2. This test method provides data for determining consolidated undrained shear strength properties (Ccu&φcu) and stress-strain relations for soils.
THEORY
The triaxial compression test is a procedure that permits different horizontal and vertical stresses to be applied to the soil specimen simultaneously and thus closely duplicate the expected field conditions.

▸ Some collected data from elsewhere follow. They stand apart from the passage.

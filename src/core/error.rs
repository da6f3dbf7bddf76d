//! 错误类型
//!
//! 按关注点划分：任务生命周期（TaskError）、远程 Agent（AgentError）、Hub 中继（RelayError）。
//! 插件相关错误见 `plugins::PluginError`。执行器与分发层的错误最终都写入任务 Trace，不会越过 complete_task。

use thiserror::Error;

/// 任务生命周期错误（排队、关联等待、查询）
#[derive(Error, Debug)]
pub enum TaskError {
    #[error("Task already in flight: {0}")]
    AlreadyInFlight(String),

    #[error("Task not in flight: {0}")]
    NotInFlight(String),

    #[error("Reply timeout after {0}s")]
    Timeout(u64),

    #[error("Reply channel dropped: {0}")]
    Dropped(String),

    #[error("Task decode error: {0}")]
    Decode(String),
}

/// 远程 Agent 错误；`is_transport()` 为真时分发状态机会驱逐该 Agent 并换一个重试
#[derive(Error, Debug)]
pub enum AgentError {
    #[error("Agent channel closed: {0}")]
    ChannelClosed(String),

    #[error("Agent send failed: {0}")]
    SendFailed(String),

    #[error("Agent reply failed: {0}")]
    Reply(#[from] TaskError),

    #[error("Malformed agent reply: {0}")]
    MalformedReply(String),

    #[error("Agent not found: {0}")]
    NotFound(String),
}

impl AgentError {
    /// 通道层失败（已关闭 / 发送失败）
    pub fn is_transport(&self) -> bool {
        matches!(self, AgentError::ChannelClosed(_) | AgentError::SendFailed(_))
    }
}

/// Hub 中继错误
#[derive(Error, Debug)]
pub enum RelayError {
    #[error("Relay disabled")]
    Disabled,

    #[error("Not connected to hub")]
    NotConnected,

    #[error("Hub connect failed: {0}")]
    Connect(String),

    #[error("Hub send failed: {0}")]
    Send(String),

    #[error("Hub reply failed: {0}")]
    Reply(#[from] TaskError),

    #[error("Hub http url not configured")]
    NoHttpUrl,

    #[error("Hub http error: {0}")]
    Http(String),
}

Usually the principle change in stress experienced by soil is a change in vertical stress due to the construction of a building, highway, airport, bridge, dam or other structure on the surface above the supporting soil. Consequently, it would be logical to test the soil specimen in a configuration that permits the specimen to be placed in the testing device and loaded in a manner that duplicates what will happen in the fluid. The vertical load being applied to the soil specimen causes it to feel a vertical stress that is increasingly larger than the confining pressure. This increase in vertical pressure is called the deviator stress (σ).when the deviator stress is being applied, (ϕ1), the major principle stress is no longer equal to (ϕ3) thus (ϕ1) now becomes ϕ1 = ϕ3+ σ
The length diameter ratio of the test specimen should be large enough to avoid interference of potential 45 degree failure planes and short enough that we do not obtain a column failure. The length diameter ratio to satisfy this criterion is 2< L/d<3
It is conventional practice in soil mechanics to correct the area on which the load “P” is acting. The original area Aₒ
Is corrected by considering that the total volume of the soil is unchanged. The initial total soil sample volume is (Vt = Aₒ Lₒ) Eq.a, but for some change in specimen length of ΔLVt = A (Lₒ- ΔL) Eq.2
Equating Eqs. (a) And (b), cancelling terms and solving for the corrected area A, we obtain. A’ = (Aₒ/1-є)
There are three basic types of triaxial compression test procedures as determined by the sample condition: the un-consolidated UN drained (UU) test, the consolidated UN drained (CU), and the consolidated drained (CD) test.
The consolidated un-drained (CU) test is performed by placing the sample in the chamber and introducing the confined pressure. The sample is then allowed to consolidate under the all-around containing pressure by leaving the drain lines open. The drain lines are then closed and the axial stress increased without allowing further drainage.
The consolidated drained (CD) test is similar to the CU test expect that the sample is allowed to drain as the axial load is applied so that high excess pore pressures not to be developed. The consolidated drained test is often referred to as the slow or S test.
APPARATUS:
1. Triaxial compression device (electrically driven controlled device)
2. Triaxial cell
3. Specimen mould
4. Rubber membrane (typically 1.4” or 2.8” diameter)
5. Membrane stretcher and ruler binding strips.
Required parameters:
1. Diameter of soil specimen
2. Height of soil specimen
3. Proving ring constant
PROCEDURE:
· If density and moisture content of the soil is known, calculate the weight of the dry soil needed for proportion of three soil samples of 1.5” diameter and 3” height.
· Add specified moisture to the dry soil and mix thoroughly put some of the soil for moisture content determination.
· Prepare three soil samples of required density by packing the soil in the specimen mould.
· Take the correct size membrane stretcher and membrane and fit the membrane smoothly into the stretcher, folding the ends of the membrane over the ends of the stretcher.
· Insert the sample into the membrane and attach the lower platen using rubber bands or strips to seal the membrane.
· Remove the sample from the membrane stretcher and attach the lower platen to the base of the triaxial cell. Also attach the upper platen if this has not already been done. Use extreme case not to damage the soil specimen.
· Place and Lucite cover on the cell and place the cell in the compression machine. Bring the load bar in contact with the load piston until a load just flickers on the load dial.
· Apply a pre-determined chamber pressure for the lateral pressure σ3.
· Attach a deformation dial to the machine so that the sample deformation can be obtained. Set the dial gauge to zero, then manually compress and release the dial plunger several times and observe the zero reading.re adjust the gauge to zero if necessary.
· Check deformation dial gauge and cell pressure gauge for final correct settings.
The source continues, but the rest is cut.